■ TASK
From the material below, pull each line containing the string "removed".

....

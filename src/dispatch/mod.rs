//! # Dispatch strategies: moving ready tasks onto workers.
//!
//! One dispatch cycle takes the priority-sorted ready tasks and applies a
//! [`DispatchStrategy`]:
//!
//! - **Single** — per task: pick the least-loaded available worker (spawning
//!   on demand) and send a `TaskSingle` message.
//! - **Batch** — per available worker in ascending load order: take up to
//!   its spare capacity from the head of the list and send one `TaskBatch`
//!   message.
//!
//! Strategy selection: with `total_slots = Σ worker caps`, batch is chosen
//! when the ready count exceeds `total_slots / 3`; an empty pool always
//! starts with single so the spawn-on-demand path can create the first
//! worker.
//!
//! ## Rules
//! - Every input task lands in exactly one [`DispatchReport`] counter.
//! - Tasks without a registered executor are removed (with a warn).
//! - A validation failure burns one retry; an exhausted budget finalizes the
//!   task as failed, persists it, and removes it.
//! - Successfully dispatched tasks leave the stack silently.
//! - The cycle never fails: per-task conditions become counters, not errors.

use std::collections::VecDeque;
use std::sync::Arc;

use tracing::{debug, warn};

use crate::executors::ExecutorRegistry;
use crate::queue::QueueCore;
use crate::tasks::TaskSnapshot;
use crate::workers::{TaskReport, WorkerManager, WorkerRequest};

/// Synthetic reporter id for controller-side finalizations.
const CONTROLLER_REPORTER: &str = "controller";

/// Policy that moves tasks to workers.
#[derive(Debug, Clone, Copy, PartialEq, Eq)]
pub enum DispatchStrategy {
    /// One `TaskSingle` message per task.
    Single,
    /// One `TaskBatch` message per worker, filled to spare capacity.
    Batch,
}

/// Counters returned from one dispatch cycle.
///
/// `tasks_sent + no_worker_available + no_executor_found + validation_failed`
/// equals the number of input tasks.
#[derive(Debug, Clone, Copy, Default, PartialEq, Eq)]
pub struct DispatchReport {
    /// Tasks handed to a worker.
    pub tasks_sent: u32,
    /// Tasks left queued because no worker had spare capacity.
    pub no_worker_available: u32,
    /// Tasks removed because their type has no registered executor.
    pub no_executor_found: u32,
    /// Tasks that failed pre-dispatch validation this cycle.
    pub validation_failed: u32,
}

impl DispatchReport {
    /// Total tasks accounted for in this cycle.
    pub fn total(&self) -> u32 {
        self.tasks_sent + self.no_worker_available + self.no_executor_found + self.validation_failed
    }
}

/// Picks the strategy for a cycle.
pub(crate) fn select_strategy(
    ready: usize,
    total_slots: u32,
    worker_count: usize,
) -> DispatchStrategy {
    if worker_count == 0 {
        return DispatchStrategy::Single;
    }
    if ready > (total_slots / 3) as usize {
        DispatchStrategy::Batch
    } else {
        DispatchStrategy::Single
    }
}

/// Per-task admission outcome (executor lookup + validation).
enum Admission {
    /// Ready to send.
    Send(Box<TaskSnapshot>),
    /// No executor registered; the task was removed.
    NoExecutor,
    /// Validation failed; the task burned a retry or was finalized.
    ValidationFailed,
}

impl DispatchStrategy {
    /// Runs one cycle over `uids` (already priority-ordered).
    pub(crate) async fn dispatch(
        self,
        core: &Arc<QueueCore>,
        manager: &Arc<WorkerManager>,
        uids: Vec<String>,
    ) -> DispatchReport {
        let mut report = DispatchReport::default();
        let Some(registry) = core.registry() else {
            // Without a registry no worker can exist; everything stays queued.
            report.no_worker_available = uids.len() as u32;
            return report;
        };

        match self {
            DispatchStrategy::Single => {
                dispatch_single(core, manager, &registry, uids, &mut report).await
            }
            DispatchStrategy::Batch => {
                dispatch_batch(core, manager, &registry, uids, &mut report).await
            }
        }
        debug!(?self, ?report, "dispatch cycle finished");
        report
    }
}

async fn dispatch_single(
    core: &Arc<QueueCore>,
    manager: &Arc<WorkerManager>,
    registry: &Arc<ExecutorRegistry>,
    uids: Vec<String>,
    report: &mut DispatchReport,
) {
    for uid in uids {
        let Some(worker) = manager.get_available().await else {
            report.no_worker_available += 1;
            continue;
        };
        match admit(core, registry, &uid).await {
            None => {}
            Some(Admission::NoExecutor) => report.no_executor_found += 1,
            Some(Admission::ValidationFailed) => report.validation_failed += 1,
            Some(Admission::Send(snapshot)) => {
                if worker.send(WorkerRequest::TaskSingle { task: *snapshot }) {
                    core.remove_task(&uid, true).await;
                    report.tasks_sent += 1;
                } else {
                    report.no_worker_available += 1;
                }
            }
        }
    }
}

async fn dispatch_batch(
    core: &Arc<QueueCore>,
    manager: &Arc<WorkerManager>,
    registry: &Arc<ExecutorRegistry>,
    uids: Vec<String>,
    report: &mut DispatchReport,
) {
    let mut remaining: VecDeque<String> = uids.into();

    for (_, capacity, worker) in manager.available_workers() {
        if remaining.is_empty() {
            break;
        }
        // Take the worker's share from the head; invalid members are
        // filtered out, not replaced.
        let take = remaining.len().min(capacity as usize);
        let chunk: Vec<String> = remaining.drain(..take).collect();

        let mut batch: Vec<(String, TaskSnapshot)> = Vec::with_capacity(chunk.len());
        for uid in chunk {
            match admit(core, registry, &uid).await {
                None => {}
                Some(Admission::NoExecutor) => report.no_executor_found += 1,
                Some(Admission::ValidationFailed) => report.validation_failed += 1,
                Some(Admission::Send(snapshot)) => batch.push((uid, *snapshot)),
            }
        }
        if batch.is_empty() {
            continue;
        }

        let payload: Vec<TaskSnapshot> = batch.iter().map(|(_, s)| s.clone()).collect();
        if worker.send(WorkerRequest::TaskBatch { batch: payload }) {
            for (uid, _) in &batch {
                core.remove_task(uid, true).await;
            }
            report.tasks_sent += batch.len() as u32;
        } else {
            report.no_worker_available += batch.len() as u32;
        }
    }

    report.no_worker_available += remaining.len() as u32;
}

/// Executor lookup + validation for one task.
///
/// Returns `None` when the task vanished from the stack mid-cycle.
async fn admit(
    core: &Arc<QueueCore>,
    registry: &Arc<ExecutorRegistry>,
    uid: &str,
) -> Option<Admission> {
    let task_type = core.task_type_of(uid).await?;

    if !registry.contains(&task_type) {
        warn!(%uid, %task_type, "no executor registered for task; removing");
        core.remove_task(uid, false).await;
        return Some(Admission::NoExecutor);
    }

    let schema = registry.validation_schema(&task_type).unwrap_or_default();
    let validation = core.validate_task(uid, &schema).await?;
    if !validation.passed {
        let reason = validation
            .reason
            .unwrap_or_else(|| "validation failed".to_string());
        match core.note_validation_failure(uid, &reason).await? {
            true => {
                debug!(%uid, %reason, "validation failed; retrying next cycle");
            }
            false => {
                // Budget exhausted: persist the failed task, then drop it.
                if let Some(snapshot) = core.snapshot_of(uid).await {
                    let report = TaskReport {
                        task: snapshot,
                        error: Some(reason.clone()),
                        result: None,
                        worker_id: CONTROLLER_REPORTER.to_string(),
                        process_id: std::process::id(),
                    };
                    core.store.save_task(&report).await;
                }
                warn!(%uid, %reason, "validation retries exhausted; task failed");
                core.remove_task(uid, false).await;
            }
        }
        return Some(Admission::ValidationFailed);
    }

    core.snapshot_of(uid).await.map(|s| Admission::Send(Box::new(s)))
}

....

■ THE COMPLETED TASK
//! - Tasks without a registered executor are removed (with a warn).
    /// Tasks removed because their type has no registered executor.
    /// No executor registered; the task was removed.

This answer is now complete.